IBP, Boxed Beef & a New "Big Four"
It's a paradox that during the same time period that the large urban livestock markets of Omaha and Chicago were at their peaks, the seeds of their destruction were being sown. In the process, the old "Big Four" meat companies were replaced or bought out by a new set of Big Four meat companies who sold to big supermarket chains and corporate fast food outlets.
For cattlemen across the country, these changes in the structure of the beef industry meant that many small operators were squeezed out of business.
When the 50s began, Armour, Swift, Cudahy and Wilson collectively known as the "Big Four" were the traditional powerhouses in the meat industry. They controlled 40 percent of the fresh beef trade. But that was down from 1920 when government antitrust regulators forced the Big Four to give up some of their vertically integrated business enterprises. The Big Four were monopolizing the market and so had to give up control of stockyards, transportation systems and retail marketing. By the 50s, the Big Four still operated huge packinghouses near the big urban livestock markets, but there were thousands of other packinghouses around the country.
Cudahy may have begun the market trend that eventually led to their demise when they recognized there were economies to be had if they moved away from the urban stockyards closer to the source of their raw materials. They realized it was cheaper to locate a packinghouse close to the new large feedlots, buy cattle directly and ship the meat in quarters of beef rather than paying for shipping the live animals to an urban market. Cudahy was the first packer to move away from Chicago.
But Cudahy didn't take the logic far enough. IBP did.
In 1960, Iowa Beef Packers (as it was then known) was founded by Currier Holman and A. D. Anderson with $300,000 in financing from the Small Business Administration, rather than a traditional bank. They built a completely new plant in Dennison, Iowa, close to big feedlots and cheap energy sources. The sprawling plant was all on one floor so that the beef carcasses could be moved around on conveyers. Immediately after the animal was killed, the beef was refrigerated and the rest of the process was done in the cold. That reduced the shrinkage of the meat from dehydration.
But the biggest innovation that IBP came up with was the idea for "boxed beef," as explained here by IBP executive Dale Tinstman:
"It was a natural progression from the efficiencies of shipping carcasses to shipping boxed beef. There is a lot of wasted space in a modern truck or rail car filled with chilled sides of beef. A side of beef has an awkward shape it can't be neatly packed, and a side has a lot of bone and trim that will never go into the meat case. It was logical to move to boxed beef."
Beyond the savings in shipping costs, boxed beef also took advantage of the new demands from consumers and supermarkets for increased convenience. After 1950, the proportion of women in the labor force grew steadily. Weekly food preparation consumed 28 hours in 1943, but dropped to 18 hours in 1968. Most homes now had refrigerators with freezers for the first time. So, consumers were interested in quickly selecting a piece of meat, they were more willing to consider frozen beef and they didn't care who cut it for them. Supermarket chains realized that it was cheaper to let the packinghouses hire the skilled meat cutters and to stock pre-packaged cuts of meat in plastic, see-through wrappers, another innovation of the 60s.

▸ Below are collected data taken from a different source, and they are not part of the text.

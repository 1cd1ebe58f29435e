use std::fmt;

use serde::{Deserialize, Serialize};
use tracing::debug;

/// The four listing variants a channel can be queried with.
#[derive(Debug, Clone, Copy, Default, PartialEq, Eq, Hash, Serialize, Deserialize)]
#[serde(rename_all = "snake_case")]
pub enum OrderingMode {
    #[default]
    Hot,
    New,
    Top,
    Rising,
}

impl OrderingMode {
    pub const ALL: [OrderingMode; 4] = [
        OrderingMode::Hot,
        OrderingMode::New,
        OrderingMode::Top,
        OrderingMode::Rising,
    ];

    pub fn as_str(&self) -> &'static str {
        match self {
            OrderingMode::Hot => "hot",
            OrderingMode::New => "new",
            OrderingMode::Top => "top",
            OrderingMode::Rising => "rising",
        }
    }

    /// Unknown names resolve to the front-page (`hot`) listing instead of failing.
    pub fn from_name(name: &str) -> Self {
        match name.trim().to_ascii_lowercase().as_str() {
            "hot" => OrderingMode::Hot,
            "new" => OrderingMode::New,
            "top" => OrderingMode::Top,
            "rising" => OrderingMode::Rising,
            other => {
                debug!(ordering = other, "unknown ordering mode, using hot");
                OrderingMode::Hot
            }
        }
    }
}

impl fmt::Display for OrderingMode {
    fn fmt(&self, f: &mut fmt::Formatter<'_>) -> fmt::Result {
        f.write_str(self.as_str())
    }
}

#[derive(Debug, Clone, PartialEq, Eq, Serialize)]
pub struct ChannelDescriptor {
    pub name: String,
    pub ordering: OrderingMode,
    pub limit: u32,
}

impl ChannelDescriptor {
    pub fn new(name: impl Into<String>, ordering: OrderingMode, limit: u32) -> Self {
        Self {
            name: name.into(),
            ordering,
            limit,
        }
    }
}

/// Image type announced by the suffix of a post URL.
#[derive(Debug, Clone, Copy, PartialEq, Eq, Serialize)]
#[serde(rename_all = "snake_case")]
pub enum DeclaredType {
    Jpg,
    Jpeg,
    Png,
    Unsupported,
}

impl DeclaredType {
    /// Matches the literal suffix only: `photo.JPG` or `photo.png?x=1` are unsupported.
    pub fn from_url(url: &str) -> Self {
        if url.ends_with(".jpg") {
            DeclaredType::Jpg
        } else if url.ends_with(".jpeg") {
            DeclaredType::Jpeg
        } else if url.ends_with(".png") {
            DeclaredType::Png
        } else {
            DeclaredType::Unsupported
        }
    }

    pub fn extension(&self) -> Option<&'static str> {
        match self {
            DeclaredType::Jpg => Some("jpg"),
            DeclaredType::Jpeg => Some("jpeg"),
            DeclaredType::Png => Some("png"),
            DeclaredType::Unsupported => None,
        }
    }

    pub fn is_supported(&self) -> bool {
        !matches!(self, DeclaredType::Unsupported)
    }
}

#[derive(Debug, Clone, PartialEq, Eq, Serialize)]
pub struct CandidatePost {
    pub id: String,
    pub url: String,
    pub declared_type: DeclaredType,
}

impl CandidatePost {
    pub fn new(id: impl Into<String>, url: impl Into<String>) -> Self {
        let url = url.into();
        let declared_type = DeclaredType::from_url(&url);
        Self {
            id: id.into(),
            url,
            declared_type,
        }
    }
}

#[cfg(test)]
mod tests {
    use super::*;

    #[test]
    fn ordering_names_are_permissive() {
        assert_eq!(OrderingMode::from_name("new"), OrderingMode::New);
        assert_eq!(OrderingMode::from_name(" TOP "), OrderingMode::Top);
        assert_eq!(OrderingMode::from_name("rising"), OrderingMode::Rising);
        assert_eq!(OrderingMode::from_name("controversial"), OrderingMode::Hot);
        assert_eq!(OrderingMode::from_name(""), OrderingMode::Hot);
    }

    #[test]
    fn declared_type_follows_suffix() {
        assert_eq!(
            DeclaredType::from_url("https://i.redd.it/a.jpg"),
            DeclaredType::Jpg
        );
        assert_eq!(
            DeclaredType::from_url("https://i.redd.it/a.jpeg"),
            DeclaredType::Jpeg
        );
        assert_eq!(
            DeclaredType::from_url("https://i.redd.it/a.png"),
            DeclaredType::Png
        );
        assert_eq!(
            DeclaredType::from_url("https://i.redd.it/a.gif"),
            DeclaredType::Unsupported
        );
        assert_eq!(
            DeclaredType::from_url("https://v.redd.it/abc"),
            DeclaredType::Unsupported
        );
        assert_eq!(
            DeclaredType::from_url("https://i.redd.it/a.PNG"),
            DeclaredType::Unsupported
        );
    }
}
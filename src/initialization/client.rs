//! HTTP client initialization.

use std::time::Duration;

use reqwest::ClientBuilder;

use crate::audit::AuditRequest;
use crate::error_handling::InitializationError;

/// Initializes an HTTP client for a single audit request.
///
/// Creates a `reqwest::Client` configured with:
/// - User-Agent header
/// - Connect timeout (the overall bound is applied by the auditor)
/// - Redirects disabled, so the addressed endpoint's own headers are audited
/// - Rustls TLS backend
/// - Certificate validation as requested; off only on explicit opt-in
///
/// # Arguments
///
/// * `user_agent` - User-Agent header value
/// * `connect_timeout` - Maximum time to establish the connection
/// * `request` - The audit request, for its TLS verification setting
///
/// # Errors
///
/// Returns `InitializationError::HttpClientError` if client creation fails.
pub fn init_client(
    user_agent: &str,
    connect_timeout: Duration,
    request: &AuditRequest,
) -> Result<reqwest::Client, InitializationError> {
    let client = ClientBuilder::new()
        .use_rustls_tls()
        .redirect(reqwest::redirect::Policy::none())
        .connect_timeout(connect_timeout)
        .pool_max_idle_per_host(0)
        .user_agent(user_agent)
        .danger_accept_invalid_certs(!request.verify_tls_cert())
        .build()?;
    Ok(client)
}
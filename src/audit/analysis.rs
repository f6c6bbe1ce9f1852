//! Checklist evaluation.
//!
//! Pure functions: the same response and checklist always give the same
//! result.

use std::collections::BTreeMap;

use super::result::{AuditResult, CheckOutcome};
use crate::checklist::HeaderCheck;
use crate::config::HEADER_VALUE_SEPARATOR;
use crate::fetch::RawResponse;

/// Lowercases header names and joins repeated headers in arrival order.
pub(crate) fn normalize_headers(raw: &[(String, String)]) -> BTreeMap<String, String> {
    let mut headers: BTreeMap<String, String> = BTreeMap::new();
    for (name, value) in raw {
        headers
            .entry(name.trim().to_ascii_lowercase())
            .and_modify(|existing| {
                existing.push_str(HEADER_VALUE_SEPARATOR);
                existing.push_str(value);
            })
            .or_insert_with(|| value.clone());
    }
    headers
}

/// Evaluates one check against normalized headers.
///
/// Fragments are matched by literal containment, never as patterns.
pub(crate) fn evaluate_check(check: &HeaderCheck, headers: &BTreeMap<String, String>) -> CheckOutcome {
    let Some(value) = headers.get(check.key()) else {
        return CheckOutcome {
            check: check.clone(),
            present: false,
            value: None,
            matched_substrings: Vec::new(),
            missing_substrings: check.expected_substrings().to_vec(),
            passed: false,
        };
    };

    let (matched, missing): (Vec<String>, Vec<String>) = check
        .expected_substrings()
        .iter()
        .cloned()
        .partition(|fragment| value.contains(fragment.as_str()));

    CheckOutcome {
        check: check.clone(),
        present: true,
        value: Some(value.clone()),
        passed: missing.is_empty(),
        matched_substrings: matched,
        missing_substrings: missing,
    }
}

/// Evaluates a checklist against a response.
///
/// Every check runs, in order, whatever the earlier outcomes were.
pub fn evaluate(response: &RawResponse, checklist: &[HeaderCheck]) -> AuditResult {
    let headers = normalize_headers(&response.headers);
    let outcomes = checklist
        .iter()
        .map(|check| evaluate_check(check, &headers))
        .collect();
    AuditResult {
        status_code: response.status,
        headers,
        outcomes,
    }
}
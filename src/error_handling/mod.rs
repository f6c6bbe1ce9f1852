//! Error handling.
//!
//! This module provides:
//! - Error type definitions for audits, checklists and initialization
//! - Categorization of transport errors into the audit error taxonomy
//!
//! A header that is missing from a response is not an error. It is reported
//! as a failed check outcome; only failures to obtain a response at all are
//! errors.

mod categorization;
mod types;

// Re-export public API
pub use categorization::categorize_reqwest_error;
pub use types::{AuditError, ChecklistError, ConnectionErrorKind, InitializationError};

Quickly, IBP built a series of larger and larger packinghouses across rural America. They figured out ways of turning what had been waste products into saleable raw materials a practice that came into question during the mad cow disease scare of the early 21st century. By the turn of the century, they had shortened their name to the initials and become the largest processor of beef, hogs and chickens.
IBP set the stage for a massive shakeup of the processing industry. Several new firms started up in rural states where land was cheap and the labor force was younger and usually not organized into unions. The feedlots were close and the Interstate highway system made quick transportation to distant markets possible.
The old Big Four of Armour, Swift, Cudahy and Wilson were hampered by the old antitrust regulations. They got those rules amended around 1980, but by then they had lost too much momentum. Swift is the only company to still command a major market share. Today, the new Big Four include
- Tyson Foods is ranked number one after buying IBP in 2002. It is the second largest publicly-traded food company in the U.S.
- Excel Corporation is number two and is a subsidiary of the huge grain company Cargill.
- Swift & Company became number three after it bought controlling interest in ConAgra Meats in 2002. Swift was privately held until a Brazilian company, JBS S.A., bought it in 2007.
- National Beef Packing Company is a producer-owned marketing cooperative and used to be called Farmland National Beef.
Over the years, even the new Big Four have run into problems like labor strife and environmental impact fines. But they have increased their dominance on the meat market, in part by working closely with their feedlot producers.
Tom Hoffman admits that he helped the decline of the Omaha Stockyards. Tom left Omaha to work for IBP buying cattle directly from the farmers for an IBP plant in central Nebraska. "My activities, along with hundreds of other fellows," he says, "signaled the beginning of the end for the Omaha Stockyards. Which, in all honesty, I regret. I really do. Just a way of life vanished. And that's sad."